== Task item ==
For the listing that follows, give again exactly the lines from the one with "the session limit" to the one with "assert!(registry.unregister(&id).await.is_some());", including both.

== Provided entries ==
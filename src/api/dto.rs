//! Data Transfer Objects
//!
//! Response types for the API endpoints.

use serde::Serialize;

/// Health check response
#[derive(Debug, Serialize)]
pub struct HealthResponse {
    /// Overall status: healthy, degraded
    pub status: String,
    /// Broker address relay sessions connect to
    pub broker: String,
    /// Time-series proxy status: configured, not_configured
    pub influx: String,
    /// Live relay sessions
    pub active_sessions: usize,
    /// Relay session limit
    pub max_sessions: usize,
    /// Whether `/api` requires credentials
    pub auth_enabled: bool,
    /// Server uptime in seconds
    pub uptime_seconds: u64,
    /// Application version
    pub version: String,
}
#[cfg(test)]
mod tests {
    use super::*;
    use std::collections::HashMap;
    use std::io::Write;
    use tempfile::NamedTempFile;

    #[test]
    fn test_defaults() {
        let config = Config::default();
        assert_eq!(config.server.addr(), "0.0.0.0:8080");
        assert_eq!(config.broker.url, "tcp://localhost:1883");
        assert_eq!(config.relay.delivery_capacity, 64);
        assert_eq!(config.relay.max_sessions, 256);
        assert!(!config.auth.enabled);
        assert_eq!(config.auth.realm, "restricted");
        assert!(config.validate().is_ok());
    }

    #[test]
    fn test_generated_config_parses() {
        let config: Config = toml::from_str(&generate_default_config()).unwrap();
        assert_eq!(config.server.port, 8080);
        assert_eq!(config.influx.max_body_bytes, 10 * 1024 * 1024);
        assert!(config.validate().is_ok());
    }

    #[test]
    fn test_load_from_file() {
        let mut file = NamedTempFile::new().unwrap();
        writeln!(
            file,
            r#"
[broker]
url = "mqtt://broker.local:1884"

[relay]
delivery_capacity = 8
enqueue_timeout_ms = 25

[auth]
enabled = true
tokens = ["secret"]

[[auth.users]]
name = "admin"
password = "pa:ss"
"#
        )
        .unwrap();

        let config = Config::load(file.path()).unwrap();
        assert_eq!(config.server.port, 8080);
        assert_eq!(config.auth.users[0].password, "pa:ss");
        assert!(config.validate().is_ok());

        let settings = config.broker.settings().unwrap();
        assert_eq!(settings.address.host, "broker.local");
        assert_eq!(settings.address.port, 1884);

        let relay = config.relay.to_relay_config();
        assert_eq!(relay.delivery_capacity, 8);
        assert_eq!(relay.enqueue_timeout, Duration::from_millis(25));
    }

    #[test]
    fn test_load_errors() {
        let err = Config::load(Path::new("/nonexistent/dashbridge.toml")).unwrap_err();
        assert!(matches!(err, ConfigError::Io { .. }));

        let mut file = NamedTempFile::new().unwrap();
        writeln!(file, "[server\nport = ").unwrap();
        let err = Config::load(file.path()).unwrap_err();
        assert!(matches!(err, ConfigError::Parse { .. }));
    }

    #[test]
    fn test_overrides() {
        let env: HashMap<&str, &str> = [
            ("MQTT_URL", "tcp://mqtt:1883"),
            ("INFLUX_URL", "http://influx:8086"),
            ("INFLUXDB_TOKEN", "tok"),
            ("DASHBRIDGE_PORT", "9000"),
            ("DASHBRIDGE_LOG_FORMAT", "json"),
        ]
        .into_iter()
        .collect();

        let mut config = Config::default();
        config.apply_overrides(|key| env.get(key).map(|v| v.to_string()));

        assert_eq!(config.broker.url, "tcp://mqtt:1883");
        assert_eq!(config.influx.url.as_deref(), Some("http://influx:8086"));
        assert_eq!(config.influx.token.as_deref(), Some("tok"));
        assert_eq!(config.server.port, 9000);
        assert_eq!(config.logging.format, "json");
        assert_eq!(config.server.host, "0.0.0.0");
    }

    #[test]
    fn test_validation_failures() {
        let mut config = Config::default();
        config.broker.url = "http://broker:1883".to_string();
        assert!(matches!(config.validate(), Err(ConfigError::Invalid(_))));

        let mut config = Config::default();
        config.relay.delivery_capacity = 0;
        assert!(config.validate().is_err());

        let mut config = Config::default();
        config.broker.max_packet_bytes = 0;
        assert!(config.validate().is_err());
        config.broker.max_packet_bytes = MQTT_MAX_PACKET_BYTES + 1;
        assert!(config.validate().is_err());
        config.broker.max_packet_bytes = 64 * 1024;
        assert!(config.validate().is_ok());
        assert_eq!(config.broker.settings().unwrap().max_packet_bytes, 64 * 1024);

        let mut config = Config::default();
        config.auth.enabled = true;
        assert!(config.validate().is_err());

        config.auth.users.push(UserCredentials {
            name: "admin".to_string(),
            password: String::new(),
        });
        assert!(config.validate().is_err());

        let mut config = Config::default();
        config.logging.format = "xml".to_string();
        assert!(config.validate().is_err());
    }
}
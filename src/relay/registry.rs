//! Session Registry
//!
//! Tracks live relay sessions and enforces the concurrent session limit.

use chrono::{DateTime, Utc};
use std::collections::HashMap;
use std::sync::Arc;
use tokio::sync::RwLock;
use uuid::Uuid;

use super::error::RelayError;

/// Unique identifier for a relay session
pub type SessionId = String;

/// What the registry knows about a live session
#[derive(Debug, Clone)]
pub struct SessionInfo {
    pub id: SessionId,
    pub opened_at: DateTime<Utc>,
}

/// Live sessions, keyed by id
pub struct SessionRegistry {
    sessions: Arc<RwLock<HashMap<SessionId, SessionInfo>>>,
    max_sessions: usize,
}

impl SessionRegistry {
    pub fn new(max_sessions: usize) -> Self {
        Self {
            sessions: Arc::new(RwLock::new(HashMap::new())),
            max_sessions,
        }
    }

    /// Register a new session
    ///
    /// Returns the session ID on success, or an error if the session limit
    /// has been reached.
    pub async fn register(&self) -> Result<SessionId, RelayError> {
        let mut sessions = self.sessions.write().await;
        if sessions.len() >= self.max_sessions {
            return Err(RelayError::TooManySessions(self.max_sessions));
        }

        let id = Uuid::new_v4().to_string();
        sessions.insert(
            id.clone(),
            SessionInfo {
                id: id.clone(),
                opened_at: Utc::now(),
            },
        );
        Ok(id)
    }

    pub async fn unregister(&self, id: &str) -> Option<SessionInfo> {
        self.sessions.write().await.remove(id)
    }

    pub async fn count(&self) -> usize {
        self.sessions.read().await.len()
    }

    pub async fn at_capacity(&self) -> bool {
        self.count().await >= self.max_sessions
    }

    pub fn max_sessions(&self) -> usize {
        self.max_sessions
    }
}

#[cfg(test)]
mod tests {
    use super::*;

    #[tokio::test]
    async fn test_register_unregister() {
        let registry = SessionRegistry::new(4);

        let id = registry.register().await.unwrap();
        assert!(!id.is_empty());
        assert_eq!(registry.count().await, 1);

        assert!(registry.unregister(&id).await.is_some());
        assert!(registry.unregister(&id).await.is_none());
        assert_eq!(registry.count().await, 0);
    }

    #[tokio::test]
    async fn test_session_limit() {
        let registry = SessionRegistry::new(2);

        let first = registry.register().await.unwrap();
        registry.register().await.unwrap();
        assert!(registry.at_capacity().await);

        let err = registry.register().await.unwrap_err();
        assert!(matches!(err, RelayError::TooManySessions(2)));

        registry.unregister(&first).await;
        assert!(registry.register().await.is_ok());
    }

    #[tokio::test]
    async fn test_ids_are_unique() {
        let registry = SessionRegistry::new(16);
        let a = registry.register().await.unwrap();
        let b = registry.register().await.unwrap();
        assert_ne!(a, b);
        assert_eq!(registry.count().await, 2);

        let info = registry.unregister(&a).await.unwrap();
        assert_eq!(info.id, a);
        assert!(info.opened_at <= chrono::Utc::now());
    }
}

== Answer to the exercise ==
    /// Returns the session ID on success, or an error if the session limit
    /// has been reached.
    pub async fn register(&self) -> Result<SessionId, RelayError> {
        let mut sessions = self.sessions.write().await;
        if sessions.len() >= self.max_sessions {
            return Err(RelayError::TooManySessions(self.max_sessions));
        }

        let id = Uuid::new_v4().to_string();
        sessions.insert(
            id.clone(),
            SessionInfo {
                id: id.clone(),
                opened_at: Utc::now(),
            },
        );
        Ok(id)
    }

    pub async fn unregister(&self, id: &str) -> Option<SessionInfo> {
        self.sessions.write().await.remove(id)
    }

    pub async fn count(&self) -> usize {
        self.sessions.read().await.len()
    }

    pub async fn at_capacity(&self) -> bool {
        self.count().await >= self.max_sessions
    }

    pub fn max_sessions(&self) -> usize {
        self.max_sessions
    }
}

#[cfg(test)]
mod tests {
    use super::*;

    #[tokio::test]
    async fn test_register_unregister() {
        let registry = SessionRegistry::new(4);

        let id = registry.register().await.unwrap();
        assert!(!id.is_empty());
        assert_eq!(registry.count().await, 1);

        assert!(registry.unregister(&id).await.is_some());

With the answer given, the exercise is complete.